Work order ▸ Find the line with "assert_eq!(data.append(&[1, 2, 3]).unwrap(), 0);" in the entries below. Repeat it, every following line, and the line with "data.remove(1, 0).unwrap();", exactly and with nothing added.

Collection entries ▸
================================

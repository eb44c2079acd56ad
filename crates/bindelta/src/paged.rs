//! Growable byte store subdivided into fixed-size pages.
//!
//! Growth never reallocates existing pages, so appending to a large store
//! costs only the new pages. Arbitrary-position insert and remove physically
//! shift only the bytes strictly after the edit point, one page-sized chunk
//! per copy step; those are the only O(n) operations here.

use crate::{
    data::{BinaryData, EditableBinaryData, to_usize},
    error::{DataError, Result},
};

/// Page size used when none is given: 1 KiB.
pub const DEFAULT_PAGE_SIZE: usize = 1024;

/// A growable byte store backed by an ordered list of fixed-size pages.
///
/// Every page except the last holds exactly `page_size` bytes; the last page
/// may be partial. `page_count == ceil(len / page_size)`.
///
/// # Examples
///
/// ```rust
/// use bindelta::{BinaryData, EditableBinaryData, PagedData};
///
/// let mut data = PagedData::with_page_size(4);
/// data.set_len(10)?;
/// assert_eq!(data.page_count(), 3);
/// data.set_byte(9, 0xFF)?;
/// assert_eq!(data.byte(9)?, 0xFF);
/// # Ok::<(), bindelta::DataError>(())
/// ```
#[derive(Debug, Clone)]
pub struct PagedData {
    pages: Vec<Vec<u8>>,
    page_size: usize,
    len: u64,
}

impl PagedData {
    /// Creates an empty store with [`DEFAULT_PAGE_SIZE`] pages.
    #[must_use]
    pub fn new() -> Self {
        Self::with_page_size(DEFAULT_PAGE_SIZE)
    }

    /// Creates an empty store with the given page size.
    ///
    /// # Panics
    ///
    /// Panics when `page_size` is zero.
    #[must_use]
    pub fn with_page_size(page_size: usize) -> Self {
        assert!(page_size > 0, "page size must be non-zero");
        Self {
            pages: Vec::new(),
            page_size,
            len: 0,
        }
    }

    /// The configured page size in bytes.
    #[must_use]
    pub fn page_size(&self) -> usize {
        self.page_size
    }

    /// Number of allocated pages.
    #[must_use]
    pub fn page_count(&self) -> usize {
        self.pages.len()
    }

    /// The bytes of page `index`, if allocated.
    #[must_use]
    pub fn page(&self, index: usize) -> Option<&[u8]> {
        self.pages.get(index).map(Vec::as_slice)
    }

    /// Appends `data` at the end, returning the start offset of the appended
    /// run.
    ///
    /// # Errors
    ///
    /// [`DataError::DataOverflow`] when the grown store cannot be addressed.
    pub fn append(&mut self, data: &[u8]) -> Result<u64> {
        let start = self.len;
        let new_len = start
            .checked_add(data.len() as u64)
            .ok_or_else(|| DataError::overflow(data.len() as u64))?;
        self.set_len(new_len)?;
        self.write_from(start, data)?;
        Ok(start)
    }

    /// Writes `data` over existing bytes starting at `position`.
    ///
    /// # Errors
    ///
    /// [`DataError::OutOfBounds`] when the range reaches past the end.
    pub fn write_from(&mut self, position: u64, data: &[u8]) -> Result<()> {
        let end = self.check_range(position, data.len() as u64)?;
        let mut written = 0usize;
        while written < data.len() {
            let (page, offset) = self.locate(position + written as u64);
            let room = self.pages[page].len() - offset;
            let chunk = room.min(data.len() - written);
            self.pages[page][offset..offset + chunk]
                .copy_from_slice(&data[written..written + chunk]);
            written += chunk;
        }
        debug_assert_eq!(position + written as u64, end);
        Ok(())
    }

    fn locate(&self, position: u64) -> (usize, usize) {
        let page_size = self.page_size as u64;
        ((position / page_size) as usize, (position % page_size) as usize)
    }

    /// Validates `[position, position + length)`, returning the exclusive end.
    fn check_range(&self, position: u64, length: u64) -> Result<u64> {
        let end = position
            .checked_add(length)
            .ok_or_else(|| DataError::overflow(length))?;
        if end > self.len {
            return Err(DataError::out_of_bounds(end, self.len));
        }
        Ok(end)
    }

    /// Shifts `[from, from + count)` to start at `to`, `to > from`, moving
    /// one page-sized chunk at a time from the tail.
    fn shift_right(&mut self, from: u64, to: u64, count: u64) -> Result<()> {
        let mut tmp = vec![0u8; self.page_size];
        let mut remaining = count;
        while remaining > 0 {
            let chunk = remaining.min(self.page_size as u64);
            let src = from + remaining - chunk;
            let dst = to + remaining - chunk;
            let chunk_len = to_usize(chunk)?;
            self.read_into(src, &mut tmp[..chunk_len])?;
            self.write_from(dst, &tmp[..chunk_len])?;
            remaining -= chunk;
        }
        Ok(())
    }

    /// Shifts `[from, from + count)` to start at `to`, `to < from`, moving
    /// one page-sized chunk at a time from the front.
    fn shift_left(&mut self, from: u64, to: u64, count: u64) -> Result<()> {
        let mut tmp = vec![0u8; self.page_size];
        let mut moved = 0u64;
        while moved < count {
            let chunk = (count - moved).min(self.page_size as u64);
            let chunk_len = to_usize(chunk)?;
            self.read_into(from + moved, &mut tmp[..chunk_len])?;
            self.write_from(to + moved, &tmp[..chunk_len])?;
            moved += chunk;
        }
        Ok(())
    }

    fn read_into(&self, position: u64, target: &mut [u8]) -> Result<()> {
        self.check_range(position, target.len() as u64)?;
        let mut read = 0usize;
        while read < target.len() {
            let (page, offset) = self.locate(position + read as u64);
            let page_bytes = &self.pages[page];
            let chunk = (page_bytes.len() - offset).min(target.len() - read);
            target[read..read + chunk].copy_from_slice(&page_bytes[offset..offset + chunk]);
            read += chunk;
        }
        Ok(())
    }
}

impl Default for PagedData {
    fn default() -> Self {
        Self::new()
    }
}

impl BinaryData for PagedData {
    fn len(&self) -> u64 {
        self.len
    }

    fn byte(&self, position: u64) -> Result<u8> {
        if position >= self.len {
            return Err(DataError::out_of_bounds(position, self.len));
        }
        let (page, offset) = self.locate(position);
        Ok(self.pages[page][offset])
    }

    fn copy_to_slice(&self, position: u64, target: &mut [u8]) -> Result<()> {
        self.read_into(position, target)
    }
}

impl EditableBinaryData for PagedData {
    fn insert(&mut self, position: u64, data: &[u8]) -> Result<()> {
        if data.is_empty() {
            return Ok(());
        }
        if position > self.len {
            return Err(DataError::out_of_bounds(position, self.len));
        }
        let old_len = self.len;
        let grow = data.len() as u64;
        let new_len = old_len
            .checked_add(grow)
            .ok_or_else(|| DataError::overflow(grow))?;
        self.set_len(new_len)?;
        self.shift_right(position, position + grow, old_len - position)?;
        self.write_from(position, data)
    }

    fn remove(&mut self, position: u64, length: u64) -> Result<()> {
        if length == 0 {
            return Ok(());
        }
        let end = self.check_range(position, length)?;
        self.shift_left(end, position, self.len - end)?;
        self.set_len(self.len - length)
    }

    fn set_len(&mut self, new_len: u64) -> Result<()> {
        if new_len == self.len {
            return Ok(());
        }
        let page_size = self.page_size as u64;
        let new_count = to_usize(new_len.div_ceil(page_size))?;
        if new_len < self.len {
            self.pages.truncate(new_count);
            if let Some(last) = self.pages.last_mut() {
                let keep = to_usize(new_len - (new_count as u64 - 1) * page_size)?;
                last.truncate(keep);
            }
        } else {
            let old_count = self.pages.len();
            if old_count > 0 && old_count < new_count {
                // The old last page becomes an interior page.
                self.pages[old_count - 1].resize(self.page_size, 0);
            }
            while self.pages.len() < new_count {
                let covered = self.pages.len() as u64 * page_size;
                let size = to_usize((new_len - covered).min(page_size))?;
                self.pages.push(vec![0; size]);
            }
            if old_count == new_count && new_count > 0 {
                let tail = to_usize(new_len - (new_count as u64 - 1) * page_size)?;
                self.pages[new_count - 1].resize(tail, 0);
            }
        }
        self.len = new_len;
        Ok(())
    }

    fn overwrite(&mut self, position: u64, data: &[u8]) -> Result<()> {
        if position > self.len {
            return Err(DataError::out_of_bounds(position, self.len));
        }
        let end = position
            .checked_add(data.len() as u64)
            .ok_or_else(|| DataError::overflow(data.len() as u64))?;
        if end > self.len {
            self.set_len(end)?;
        }
        self.write_from(position, data)
    }

    fn set_byte(&mut self, position: u64, value: u8) -> Result<()> {
        self.overwrite(position, &[value])
    }
}

#[cfg(test)]
mod tests {
    use rstest::rstest;

    use super::*;

    fn filled(page_size: usize, bytes: &[u8]) -> PagedData {
        let mut data = PagedData::with_page_size(page_size);
        data.append(bytes).unwrap();
        data
    }

    fn contents(data: &PagedData) -> Vec<u8> {
        data.copy_all().unwrap().into_vec()
    }

    #[test]
    fn grow_allocates_zeroed_pages() {
        let mut data = PagedData::with_page_size(4);
        data.set_len(10).unwrap();
        assert_eq!(data.page_count(), 3);
        assert_eq!(data.page(0).unwrap().len(), 4);
        assert_eq!(data.page(2).unwrap().len(), 2);
        assert_eq!(contents(&data), vec![0u8; 10]);
    }

    #[test]
    fn shrink_discards_trailing_pages() {
        let mut data = filled(4, &[1, 2, 3, 4, 5, 6, 7, 8, 9]);
        data.set_len(5).unwrap();
        assert_eq!(data.page_count(), 2);
        assert_eq!(contents(&data), vec![1, 2, 3, 4, 5]);
    }

    #[test]
    fn grow_within_last_page() {
        let mut data = filled(8, &[1, 2, 3]);
        data.set_len(6).unwrap();
        assert_eq!(data.page_count(), 1);
        assert_eq!(contents(&data), vec![1, 2, 3, 0, 0, 0]);
    }

    #[test]
    fn append_returns_start_offset() {
        let mut data = PagedData::with_page_size(4);
        assert_eq!(data.append(&[1, 2, 3]).unwrap(), 0);
        assert_eq!(data.append(&[4, 5, 6]).unwrap(), 3);
        assert_eq!(contents(&data), vec![1, 2, 3, 4, 5, 6]);
    }

    #[rstest]
    #[case(1)]
    #[case(3)]
    #[case(4)]
    #[case(1024)]
    fn insert_shifts_tail_across_pages(#[case] page_size: usize) {
        let mut data = filled(page_size, &[0, 1, 2, 3, 4, 5, 6, 7]);
        data.insert(3, &[0xAA, 0xBB, 0xCC]).unwrap();
        assert_eq!(
            contents(&data),
            vec![0, 1, 2, 0xAA, 0xBB, 0xCC, 3, 4, 5, 6, 7]
        );
    }

    #[rstest]
    #[case(1)]
    #[case(3)]
    #[case(4)]
    #[case(1024)]
    fn remove_shifts_tail_across_pages(#[case] page_size: usize) {
        let mut data = filled(page_size, &[0, 1, 2, 3, 4, 5, 6, 7, 8, 9]);
        data.remove(3, 5).unwrap();
        assert_eq!(contents(&data), vec![0, 1, 2, 8, 9]);
    }

    #[test]
    fn insert_larger_than_page() {
        let mut data = filled(4, &[1, 2, 3, 4]);
        let run: Vec<u8> = (10..30).collect();
        data.insert(2, &run).unwrap();
        let mut expected = vec![1, 2];
        expected.extend_from_slice(&run);
        expected.extend_from_slice(&[3, 4]);
        assert_eq!(contents(&data), expected);
    }

    #[test]
    fn insert_at_end_appends() {
        let mut data = filled(4, &[1, 2]);
        data.insert(2, &[3, 4]).unwrap();
        assert_eq!(contents(&data), vec![1, 2, 3, 4]);
    }

    #[test]
    fn out_of_bounds_edits_fail() {
        let mut data = filled(4, &[1, 2, 3]);
        assert!(data.insert(4, &[0]).is_err());
        assert!(data.remove(2, 2).is_err());
        assert!(data.byte(3).is_err());
    }

    #[test]
    fn zero_length_edits_are_no_ops() {
        let mut data = filled(4, &[1, 2, 3]);
        data.insert(1, &[]).unwrap();
        data.remove(1, 0).unwrap();
        assert_eq!(contents(&data), vec![1, 2, 3]);
        assert_eq!(data.page_count(), 1);
    }
}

================================

Answer to the exercise ▸
        assert_eq!(data.append(&[1, 2, 3]).unwrap(), 0);
        assert_eq!(data.append(&[4, 5, 6]).unwrap(), 3);
        assert_eq!(contents(&data), vec![1, 2, 3, 4, 5, 6]);
    }

    #[rstest]
    #[case(1)]
    #[case(3)]
    #[case(4)]
    #[case(1024)]
    fn insert_shifts_tail_across_pages(#[case] page_size: usize) {
        let mut data = filled(page_size, &[0, 1, 2, 3, 4, 5, 6, 7]);
        data.insert(3, &[0xAA, 0xBB, 0xCC]).unwrap();
        assert_eq!(
            contents(&data),
            vec![0, 1, 2, 0xAA, 0xBB, 0xCC, 3, 4, 5, 6, 7]
        );
    }

    #[rstest]
    #[case(1)]
    #[case(3)]
    #[case(4)]
    #[case(1024)]
    fn remove_shifts_tail_across_pages(#[case] page_size: usize) {
        let mut data = filled(page_size, &[0, 1, 2, 3, 4, 5, 6, 7, 8, 9]);
        data.remove(3, 5).unwrap();
        assert_eq!(contents(&data), vec![0, 1, 2, 8, 9]);
    }

    #[test]
    fn insert_larger_than_page() {
        let mut data = filled(4, &[1, 2, 3, 4]);
        let run: Vec<u8> = (10..30).collect();
        data.insert(2, &run).unwrap();
        let mut expected = vec![1, 2];
        expected.extend_from_slice(&run);
        expected.extend_from_slice(&[3, 4]);
        assert_eq!(contents(&data), expected);
    }

    #[test]
    fn insert_at_end_appends() {
        let mut data = filled(4, &[1, 2]);
        data.insert(2, &[3, 4]).unwrap();
        assert_eq!(contents(&data), vec![1, 2, 3, 4]);
    }

    #[test]
    fn out_of_bounds_edits_fail() {
        let mut data = filled(4, &[1, 2, 3]);
        assert!(data.insert(4, &[0]).is_err());
        assert!(data.remove(2, 2).is_err());
        assert!(data.byte(3).is_err());
    }

    #[test]
    fn zero_length_edits_are_no_ops() {
        let mut data = filled(4, &[1, 2, 3]);
        data.insert(1, &[]).unwrap();
        data.remove(1, 0).unwrap();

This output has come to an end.